Model bridges of Popsicle sticks can hold 400 pounds or more

PORT ANGELES — Derek Johnson with the help of local engineers is trying to build a bridge spanning physics, practicality and fun.

Three Port Angeles High School students, who are not yet selected, will compete Saturday in a Popsicle-stick bridge-building contest in Seattle against Puget Sound-area high school students.

The contest will be held at the Seattle Museum of Flight and is sponsored by the American Society of Civil Engineers youth division.

About a half-dozen teams have crafted bridges that range in style from Japanese foot bridges to industrial and traditional bridges.

Regardless of whether the Port Angeles bridge is selected to compete, all of the groups will get to attend the contest.

Johnson, who has been encouraging students to participate for 13 years, said he wouldn’t do it if it weren’t for the competition and the local engineers who annually donate hours and hours of time to give engineering tips to the youths.

“Having these guys come in and the competition is the only thing that separates this from a middle school science project,” he said.

“With that, it brings it to this whole new level.”

Engineers Gene Unger, who owns his own firm, Chris Hartman with Zenovic & Associates and Joe Donisi, an engineer for Clallam County, are the three professionals who advised the young bridge-builders this year.

The firms also donate money so that the team that does the best from Port Angeles — regardless of how it ranks at the Seattle competition — gets $500 per team member in scholarships.

On Wednesday, the students gathered for their last meeting with the engineers before the Saturday competition.

Although Donisi couldn’t attend — he was at a conference on inspecting life-size bridges — the others took questions from students and encouraged them as they made last-minute changes to the Popsicle-stick spans.

Never giving the answer or telling the students what to do — much less doing anything for them — the engineers only guided them through the decision-making process.

Unger said this year’s group of bridges is among the strongest he has seen in the past dozen years.

“Some of these bridges can hold 400 pounds — that is really something,” he said.

The most he has ever seen a Popsicle-stick bridge hold is 1,900 pounds — but that was under different conditions.

“We engineers are very tricky,” he said.

“We work very hard to change the conditions and criteria every year so that someone can’t just build the same bridge again.”

The bridges are judged on strength versus weight — the model cannot weigh more than 375 grams — and on aesthetics.

Nick Johnson, Derek Johnson’s son, and Kelley Mayer worked together on a bridge for the competition.

Mayer said the pair worked to have a double brace in the most fragile portion of the truss and that the use of triangles reinforced the bridge as well.

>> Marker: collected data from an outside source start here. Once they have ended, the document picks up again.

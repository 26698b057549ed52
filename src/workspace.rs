//! Workspace project discovery and resolution.
//!
//! Projects live one level below the configured application and library
//! directories (`apps/*`, `libs/*`, `packages/*` by default). A workspace
//! without any of those directories is scanned as a single application.

use serde::{Deserialize, Serialize};
use std::collections::HashSet;
use std::fs;
use std::path::{Path, PathBuf};
use thiserror::Error;
use tracing::debug;

use crate::config::WorkspaceLayout;

/// Errors that prevent discovering the workspace at all.
#[derive(Error, Debug)]
pub enum WorkspaceError {
    #[error("workspace root {0} is not a directory")]
    NotADirectory(PathBuf),
    #[error("cannot read {path}: {source}")]
    Io {
        path: PathBuf,
        #[source]
        source: std::io::Error,
    },
    #[error("unknown project {name:?} (available: {available})")]
    UnknownProject { name: String, available: String },
}

/// Errors resolving a single project. Fatal to that project only.
#[derive(Error, Debug)]
pub enum ProjectError {
    #[error("project path {0} does not exist")]
    Missing(PathBuf),
    #[error("project path {0} is not a directory")]
    NotADirectory(PathBuf),
    #[error("no project manifest found in {0}")]
    MissingManifest(PathBuf),
    #[error("cannot access {path}: {source}")]
    Io {
        path: PathBuf,
        #[source]
        source: std::io::Error,
    },
}

/// Whether a project is a deployable application or a shared library.
#[derive(Debug, Clone, Copy, PartialEq, Eq, Hash, Serialize, Deserialize)]
#[serde(rename_all = "lowercase")]
pub enum ProjectKind {
    Application,
    Library,
}

impl std::fmt::Display for ProjectKind {
    fn fmt(&self, f: &mut std::fmt::Formatter<'_>) -> std::fmt::Result {
        match self {
            ProjectKind::Application => write!(f, "application"),
            ProjectKind::Library => write!(f, "library"),
        }
    }
}

/// A project discovered in the workspace.
#[derive(Debug, Clone, PartialEq, Eq, Serialize, Deserialize)]
pub struct Project {
    pub name: String,
    pub kind: ProjectKind,
    pub root: PathBuf,
}

impl Project {
    pub fn new(name: impl Into<String>, kind: ProjectKind, root: impl Into<PathBuf>) -> Self {
        Self {
            name: name.into(),
            kind,
            root: root.into(),
        }
    }
}

/// Recognized manifest files, in lookup order.
#[derive(Debug, Clone, Copy, PartialEq, Eq, Serialize, Deserialize)]
#[serde(rename_all = "kebab-case")]
pub enum ManifestKind {
    PackageJson,
    CargoToml,
    ProjectJson,
    PyProject,
    GoMod,
}

impl ManifestKind {
    pub const ALL: [ManifestKind; 5] = [
        ManifestKind::PackageJson,
        ManifestKind::CargoToml,
        ManifestKind::ProjectJson,
        ManifestKind::PyProject,
        ManifestKind::GoMod,
    ];

    pub fn file_name(&self) -> &'static str {
        match self {
            ManifestKind::PackageJson => "package.json",
            ManifestKind::CargoToml => "Cargo.toml",
            ManifestKind::ProjectJson => "project.json",
            ManifestKind::PyProject => "pyproject.toml",
            ManifestKind::GoMod => "go.mod",
        }
    }
}

/// Facts about a resolved project, gathered once before analyzers run.
#[derive(Debug, Clone, Serialize, Deserialize)]
pub struct ProjectMetadata {
    /// Canonical project root
    pub root: PathBuf,
    pub manifest: PathBuf,
    pub manifest_kind: ManifestKind,
    pub package_name: Option<String>,
    pub version: Option<String>,
}

/// Resolve a project's path and manifest.
pub fn resolve_project(project: &Project) -> Result<ProjectMetadata, ProjectError> {
    let root = match project.root.canonicalize() {
        Ok(p) => p,
        Err(e) if e.kind() == std::io::ErrorKind::NotFound => {
            return Err(ProjectError::Missing(project.root.clone()))
        }
        Err(source) => {
            return Err(ProjectError::Io {
                path: project.root.clone(),
                source,
            })
        }
    };

    if !root.is_dir() {
        return Err(ProjectError::NotADirectory(root));
    }

    let (manifest_kind, manifest) = ManifestKind::ALL
        .iter()
        .map(|kind| (*kind, root.join(kind.file_name())))
        .find(|(_, path)| path.is_file())
        .ok_or_else(|| ProjectError::MissingManifest(root.clone()))?;

    let (package_name, version) = read_package_identity(manifest_kind, &manifest);

    Ok(ProjectMetadata {
        root,
        manifest,
        manifest_kind,
        package_name,
        version,
    })
}

/// Best-effort name/version lookup. A malformed manifest is not a resolution error.
fn read_package_identity(kind: ManifestKind, manifest: &Path) -> (Option<String>, Option<String>) {
    let content = match fs::read_to_string(manifest) {
        Ok(c) => c,
        Err(e) => {
            debug!("cannot read manifest {}: {}", manifest.display(), e);
            return (None, None);
        }
    };

    match kind {
        ManifestKind::PackageJson | ManifestKind::ProjectJson => {
            match serde_json::from_str::<serde_json::Value>(&content) {
                Ok(json) => (
                    json.get("name").and_then(|v| v.as_str()).map(String::from),
                    json.get("version").and_then(|v| v.as_str()).map(String::from),
                ),
                Err(e) => {
                    debug!("cannot parse {}: {}", manifest.display(), e);
                    (None, None)
                }
            }
        }
        ManifestKind::CargoToml | ManifestKind::PyProject => {
            let section = if kind == ManifestKind::CargoToml {
                "package"
            } else {
                "project"
            };
            match content.parse::<toml::Table>() {
                Ok(table) => {
                    let pkg = table.get(section);
                    (
                        pkg.and_then(|p| p.get("name"))
                            .and_then(|v| v.as_str())
                            .map(String::from),
                        pkg.and_then(|p| p.get("version"))
                            .and_then(|v| v.as_str())
                            .map(String::from),
                    )
                }
                Err(e) => {
                    debug!("cannot parse {}: {}", manifest.display(), e);
                    (None, None)
                }
            }
        }
        ManifestKind::GoMod => (
            content
                .lines()
                .find_map(|l| l.trim().strip_prefix("module "))
                .map(|m| m.trim().to_string()),
            None,
        ),
    }
}

/// Discover all projects under `root` using the configured layout.
///
/// Project order is deterministic: applications first, then libraries, each
/// sorted by directory name. A name that appears in two groups is qualified
/// with its group directory so report keys never collide.
pub fn discover_projects(root: &Path, layout: &WorkspaceLayout) -> Result<Vec<Project>, WorkspaceError> {
    if !root.is_dir() {
        return Err(WorkspaceError::NotADirectory(root.to_path_buf()));
    }

    let groups = layout
        .applications
        .iter()
        .map(|d| (d, ProjectKind::Application))
        .chain(layout.libraries.iter().map(|d| (d, ProjectKind::Library)));

    let mut projects = Vec::new();
    let mut seen: HashSet<String> = HashSet::new();

    for (group, kind) in groups {
        let group_dir = root.join(group);
        if !group_dir.is_dir() {
            continue;
        }

        for dir in child_directories(&group_dir)? {
            let dir_name = dir
                .file_name()
                .map(|n| n.to_string_lossy().to_string())
                .unwrap_or_default();
            let name = if seen.contains(&dir_name) {
                format!("{}/{}", group, dir_name)
            } else {
                dir_name
            };
            seen.insert(name.clone());
            projects.push(Project::new(name, kind, dir));
        }
    }

    if projects.is_empty() {
        let name = root
            .canonicalize()
            .ok()
            .and_then(|p| p.file_name().map(|n| n.to_string_lossy().to_string()))
            .unwrap_or_else(|| "workspace".to_string());
        debug!("no project groups found, scanning {} as a single project", name);
        projects.push(Project::new(name, ProjectKind::Application, root));
    }

    Ok(projects)
}

/// Non-hidden child directories, sorted by name.
fn child_directories(dir: &Path) -> Result<Vec<PathBuf>, WorkspaceError> {
    let entries = fs::read_dir(dir).map_err(|source| WorkspaceError::Io {
        path: dir.to_path_buf(),
        source,
    })?;

    let mut dirs: Vec<PathBuf> = entries
        .filter_map(|e| e.ok())
        .filter(|e| e.file_type().map(|t| t.is_dir()).unwrap_or(false))
        .filter(|e| !e.file_name().to_string_lossy().starts_with('.'))
        .map(|e| e.path())
        .collect();
    dirs.sort();
    Ok(dirs)
}

/// Narrow the project list to a single named project, if requested.
pub fn select_projects(projects: Vec<Project>, target: Option<&str>) -> Result<Vec<Project>, WorkspaceError> {
    let Some(name) = target else {
        return Ok(projects);
    };

    if let Some(project) = projects.iter().find(|p| p.name == name) {
        return Ok(vec![project.clone()]);
    }

    Err(WorkspaceError::UnknownProject {
        name: name.to_string(),
        available: projects
            .iter()
            .map(|p| p.name.as_str())
            .collect::<Vec<_>>()
            .join(", "),
    })
}
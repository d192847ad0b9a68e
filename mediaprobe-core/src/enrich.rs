// ============================================================================
// mediaprobe-core/src/enrich.rs
// ============================================================================
//
// REPORT ENRICHMENT: Backfilling stream attributes from ffprobe's stderr
//
// ffprobe's JSON output does not say whether a JPEG 2000 stream uses the
// reversible (lossless) wavelet transform, but its human-readable stream
// summary on stderr does, e.g.
//
//     Stream #0:0: Video: jpeg2000 (mjp2 / 0x32706A6D), rgb24, 64x64, lossless, ...
//
// This module scans that summary and attaches the flag to matching streams.
// The stderr layout is not a stable interface and differs between ffmpeg
// releases, so this is a stopgap until ffprobe reports the attribute in its
// structured output. When it does, delete this module and the call in
// `probe.rs`.
//
// Matching is a plain substring search for "Stream #0:" followed by the
// decimal index. "Stream #0:1" therefore also matches "Stream #0:12"; the
// first qualifying line in text order wins and this is intentionally left
// as is.
//
// AI-ASSISTANT-INFO: stderr scraping for jpeg2000 lossless_wavelet_transform

use memchr::memmem;

use crate::report::ProbeReport;

/// Codec whose streams get the lossless flag.
pub const TRIGGER_CODEC: &str = "jpeg2000";

/// Name of the derived stream attribute.
pub const LOSSLESS_WAVELET_TRANSFORM: &str = "lossless_wavelet_transform";

const STREAM_DESCRIPTOR_PREFIX: &str = "Stream #0:";
const JPEG2000_VIDEO_MARKER: &[u8] = b"Video: jpeg2000";
const LOSSLESS_MARKER: &[u8] = b"lossless";

/// Attaches `lossless_wavelet_transform` to every jpeg2000 stream of
/// `report` for which ffprobe's stderr describes the stream.
///
/// Streams of other codecs are not touched. Running it again with the same
/// diagnostics produces the same report.
pub fn enrich<'a>(report: &'a mut ProbeReport, diagnostics: &[u8]) -> &'a mut ProbeReport {
    for stream in &mut report.streams {
        if stream.codec_name.as_deref() != Some(TRIGGER_CODEC) {
            continue;
        }

        match determine_lossless(diagnostics, stream.index) {
            Some(lossless) => {
                log::debug!(
                    "Stream #{}: {} = {}",
                    stream.index,
                    LOSSLESS_WAVELET_TRANSFORM,
                    lossless
                );
                stream.lossless_wavelet_transform = Some(lossless);
            }
            None => {
                log::debug!(
                    "Stream #{}: no jpeg2000 summary line in ffprobe stderr, leaving {} unset",
                    stream.index,
                    LOSSLESS_WAVELET_TRANSFORM
                );
            }
        }
    }
    report
}

/// Decides whether the jpeg2000 stream `stream_index` uses the lossless
/// wavelet transform, based on ffprobe's stderr.
///
/// Returns `None` when no line both names the stream and describes it as
/// jpeg2000 video.
///
/// ```rust
/// use mediaprobe_core::enrich::determine_lossless;
///
/// let stderr = b"  Stream #0:0: Video: jpeg2000, rgb24, 64x64, lossless\n";
/// assert_eq!(determine_lossless(stderr, 0), Some(true));
/// assert_eq!(determine_lossless(stderr, 1), None);
/// ```
pub fn determine_lossless(diagnostics: &[u8], stream_index: u64) -> Option<bool> {
    let descriptor = format!("{STREAM_DESCRIPTOR_PREFIX}{stream_index}");
    let descriptor = memmem::Finder::new(descriptor.as_bytes());
    let video = memmem::Finder::new(JPEG2000_VIDEO_MARKER);

    diagnostics
        .split(|&b| b == b'\n')
        .filter(|line| descriptor.find(line).is_some())
        .find(|line| video.find(line).is_some())
        .map(|line| {
            log::trace!(
                "Deciding stream #{} from: {}",
                stream_index,
                String::from_utf8_lossy(line).trim()
            );
            memmem::find(line, LOSSLESS_MARKER).is_some()
        })
}

#[cfg(test)]
mod tests {
    use super::*;
    use crate::report::ProbeReport;

    fn report(json: &str) -> ProbeReport {
        ProbeReport::from_slice(json.as_bytes()).unwrap()
    }

    const J2K_REPORT: &str = r#"{"streams":[{"index":0,"codec_name":"jpeg2000"}]}"#;

    #[test]
    fn lossless_line_sets_true() {
        let mut report = report(J2K_REPORT);
        enrich(&mut report, b"Stream #0:0: Video: jpeg2000, lossless");
        assert_eq!(report.streams[0].lossless_wavelet_transform, Some(true));
    }

    #[test]
    fn lossy_line_sets_false() {
        let mut report = report(J2K_REPORT);
        enrich(&mut report, b"Stream #0:0: Video: jpeg2000");
        assert_eq!(report.streams[0].lossless_wavelet_transform, Some(false));
    }

    #[test]
    fn no_matching_line_leaves_attribute_absent() {
        let mut report = report(J2K_REPORT);
        enrich(
            &mut report,
            b"Input #0, mov,mp4,m4a,3gp,3g2,mj2, from 'clip.mj2':\n  Stream #0:1: Audio: pcm_s16le\n",
        );
        assert_eq!(report.streams[0].lossless_wavelet_transform, None);

        let value = report.to_value().unwrap();
        assert!(value["streams"][0].get(LOSSLESS_WAVELET_TRANSFORM).is_none());
    }

    #[test]
    fn empty_diagnostics_leave_attribute_absent() {
        let mut report = report(J2K_REPORT);
        enrich(&mut report, b"");
        assert_eq!(report.streams[0].lossless_wavelet_transform, None);
    }

    #[test]
    fn other_codecs_keep_their_key_set() {
        let mut report = report(
            r#"{"streams":[{"index":0,"codec_name":"h264","codec_type":"video"},{"index":1}]}"#,
        );
        let before: Vec<_> = report.streams.iter().map(|s| s.attribute_names()).collect();

        enrich(&mut report, b"Stream #0:0: Video: jpeg2000, lossless\nStream #0:1: Video: jpeg2000, lossless\n");

        let after: Vec<_> = report.streams.iter().map(|s| s.attribute_names()).collect();
        assert_eq!(before, after);
    }

    #[test]
    fn each_stream_uses_its_own_line() {
        let mut report = report(
            r#"{"streams":[
                {"index":0,"codec_name":"jpeg2000"},
                {"index":1,"codec_name":"jpeg2000"},
                {"index":2,"codec_name":"pcm_s24le"}
            ]}"#,
        );
        let stderr = b"Input #0, mxf, from 'reel.mxf':\n\
            \x20 Stream #0:0: Video: jpeg2000, xyz12le, 2048x1080, lossless, 24 fps\n\
            \x20 Stream #0:1: Video: jpeg2000, xyz12le, 2048x1080, 24 fps\n\
            \x20 Stream #0:2: Audio: pcm_s24le, 48000 Hz, 6 channels\n";

        enrich(&mut report, stderr);

        assert_eq!(report.streams[0].lossless_wavelet_transform, Some(true));
        assert_eq!(report.streams[1].lossless_wavelet_transform, Some(false));
        assert_eq!(report.streams[2].lossless_wavelet_transform, None);
    }

    #[test]
    fn first_jpeg2000_line_in_text_order_wins() {
        let stderr = b"Stream #0:0: Video: jpeg2000\nStream #0:0: Video: jpeg2000, lossless\n";
        assert_eq!(determine_lossless(stderr, 0), Some(false));
    }

    #[test]
    fn descriptor_lines_for_other_media_are_skipped() {
        let stderr = b"Stream #0:1(eng): Audio: aac, lossless-ish\nStream #0:1: Video: jpeg2000, lossless\n";
        assert_eq!(determine_lossless(stderr, 1), Some(true));
    }

    #[test]
    fn shorter_index_matches_longer_descriptor() {
        // "Stream #0:1" is a prefix of "Stream #0:12"; the first hit stands.
        let stderr = b"Stream #0:12: Video: jpeg2000, lossless\nStream #0:1: Video: jpeg2000\n";
        assert_eq!(determine_lossless(stderr, 1), Some(true));
        assert_eq!(determine_lossless(stderr, 12), Some(true));
    }

    #[test]
    fn crlf_line_endings_still_match() {
        let stderr = b"Stream #0:0: Video: jpeg2000, lossless\r\n";
        assert_eq!(determine_lossless(stderr, 0), Some(true));
    }

    #[test]
    fn enrichment_is_idempotent() {
        let stderr = b"Stream #0:0: Video: jpeg2000, lossless\n";
        let mut once = report(J2K_REPORT);
        enrich(&mut once, stderr);

        let mut twice = once.clone();
        enrich(&mut twice, stderr);

        assert_eq!(once, twice);
    }

    #[test]
    fn previous_value_is_kept_when_no_line_matches() {
        let mut report = report(
            r#"{"streams":[{"index":0,"codec_name":"jpeg2000","lossless_wavelet_transform":true}]}"#,
        );
        enrich(&mut report, b"");
        assert_eq!(report.streams[0].lossless_wavelet_transform, Some(true));
    }
}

Rachel Lindquist, a senior, said she was inspired by Japanese foot bridges to have an arched deck on her model.

“The most unique thing about my bridge is the natural curve,” she said.

She wanted to keep the bridge simple so the aesthetics would be clean, she said.

When she tested a portion of her bridge, it held more than 180 pounds — which means the full bridge should hold more than 400, she said.

The students have been working on their Popsicle projects since November.